Analysis of risk factors and nomogram prediction model of adverse reactions in patients with periprosthetic joint infections administered with vancomycin

Abstract

Abstract Background This study aims to investigate the risk factors for adverse reactions when vancomycin is administered to patients with periprosthetic joint infection (PJI) and construct its nomogram prediction model for the occurrence of vancomycin-related adverse reactions (VRAR).
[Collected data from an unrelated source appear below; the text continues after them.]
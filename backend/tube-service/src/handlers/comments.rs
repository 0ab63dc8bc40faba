/// Comment handlers - comments attached to videos
use crate::error::Result;
use crate::handlers::ContentRequest;
use crate::middleware::UserId;
use crate::pagination::{PageQuery, Pagination};
use crate::response::ApiResponse;
use crate::services::CommentService;
use crate::validation::{parse_id, require_text};
use actix_web::{web, HttpResponse};
use sqlx::PgPool;

/// GET /api/v1/comments/{videoId}
#[utoipa::path(
    get,
    path = "/api/v1/comments/{videoId}",
    tag = "comments",
    params(
        ("videoId" = String, Path, description = "Video id"),
        ("page" = Option<u32>, Query, description = "1-based page, default 1"),
        ("limit" = Option<u32>, Query, description = "Page size, default 10, max 100")
    ),
    responses(
        (status = 200, description = "Page of comments"),
        (status = 400, description = "Invalid video ID"),
        (status = 401, description = "Missing or invalid bearer token")
    ),
    security(("bearer_auth" = []))
)]
pub async fn get_video_comments(
    pool: web::Data<PgPool>,
    path: web::Path<String>,
    query: web::Query<PageQuery>,
    user_id: UserId,
) -> Result<HttpResponse> {
    let video_id = parse_id(&path, "video")?;

    let page = CommentService::new(pool.get_ref().clone())
        .get_video_comments(video_id, user_id.0, Pagination::from_query(&query))
        .await?;

    Ok(ApiResponse::ok(page, "Comments retrieved successfully"))
}

/// POST /api/v1/comments/{videoId}
#[utoipa::path(
    post,
    path = "/api/v1/comments/{videoId}",
    tag = "comments",
    params(("videoId" = String, Path, description = "Video id")),
    request_body = ContentRequest,
    responses(
        (status = 201, description = "Comment added"),
        (status = 400, description = "Invalid video ID or blank content"),
        (status = 404, description = "Video not found"),
        (status = 401, description = "Missing or invalid bearer token")
    ),
    security(("bearer_auth" = []))
)]
pub async fn add_comment(
    pool: web::Data<PgPool>,
    path: web::Path<String>,
    user_id: UserId,
    body: web::Json<ContentRequest>,
) -> Result<HttpResponse> {
    let video_id = parse_id(&path, "video")?;
    let content = require_text(body.content.as_deref(), "Comment content cannot be empty")?;

    let comment = CommentService::new(pool.get_ref().clone())
        .add_comment(video_id, user_id.0, &content)
        .await?;

    Ok(ApiResponse::created(comment, "Comment added successfully"))
}

/// PATCH /api/v1/comments/c/{commentId}
#[utoipa::path(
    patch,
    path = "/api/v1/comments/c/{commentId}",
    tag = "comments",
    params(("commentId" = String, Path, description = "Comment id")),
    request_body = ContentRequest,
    responses(
        (status = 200, description = "Comment updated"),
        (status = 400, description = "Invalid comment ID or blank content"),
        (status = 404, description = "Comment not found or not owned by the caller"),
        (status = 401, description = "Missing or invalid bearer token")
    ),
    security(("bearer_auth" = []))
)]
pub async fn update_comment(
    pool: web::Data<PgPool>,
    path: web::Path<String>,
    user_id: UserId,
    body: web::Json<ContentRequest>,
) -> Result<HttpResponse> {
    let comment_id = parse_id(&path, "comment")?;
    let content = require_text(body.content.as_deref(), "Comment content cannot be empty")?;

    let comment = CommentService::new(pool.get_ref().clone())
        .update_comment(comment_id, user_id.0, &content)
        .await?;

    Ok(ApiResponse::ok(comment, "Comment updated successfully"))
}

/// DELETE /api/v1/comments/c/{commentId}
#[utoipa::path(
    delete,
    path = "/api/v1/comments/c/{commentId}",
    tag = "comments",
    params(("commentId" = String, Path, description = "Comment id")),
    responses(
        (status = 200, description = "Comment deleted"),
        (status = 404, description = "Comment not found or not owned by the caller"),
        (status = 401, description = "Missing or invalid bearer token")
    ),
    security(("bearer_auth" = []))
)]
pub async fn delete_comment(
    pool: web::Data<PgPool>,
    path: web::Path<String>,
    user_id: UserId,
) -> Result<HttpResponse> {
    let comment_id = parse_id(&path, "comment")?;

    let comment = CommentService::new(pool.get_ref().clone())
        .delete_comment(comment_id, user_id.0)
        .await?;

    Ok(ApiResponse::ok(comment, "Comment deleted successfully"))
}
Methods This retrospective case-control study analyzed the clinical data of 203 patients with PJI intravenously treated with vancomycin and admitted to the Department of Joint Surgery of the First Affiliated Hospital of Xinjiang Medical University between January 2015 and May 2022. The patients were divided into an adverse reaction group (n = 67) and a non-adverse reaction group (n = 136) based on whether they developed vancomycin-related adverse reactions (VRAR). Clinical data from patients in both groups were used to establish the risk factors for the occurrence of VRAR by lasso-logistic regression models. The R Programming language was used to construct a nomogram prediction model for the occurrence of VRAR in patients with PJI. Further, we plotted the ROC curves and calibration curves to confirm the accuracy of the model. Results The predictive factors included age, obesity (BMI ≥ 28 kg/m2), hypertension, treatment course (≥ 2 weeks), and vancomycin combined with other anti-infective drugs. Internal validation of the model revealed a C-index of 0.863 (95% CI: 0.809–0.916), indicating good discrimination of the model. All the calibration curves were extremely close to the standard curve, indicating good calibration of the model. Conclusions In summary, this study constructed a nomogram prediction model for the occurrence of VRAR in patients with PJI. Consequently, we noted that the established nomogram prediction model has good discrimination and accuracy. The model provides an intuitive and individualized analysis of VRAR risk in patients with PJI, screens the high-risk group, and helps improve the capacity of clinicians to detect VRAR early in patients with PJI. Trial registration Retrospectively registered.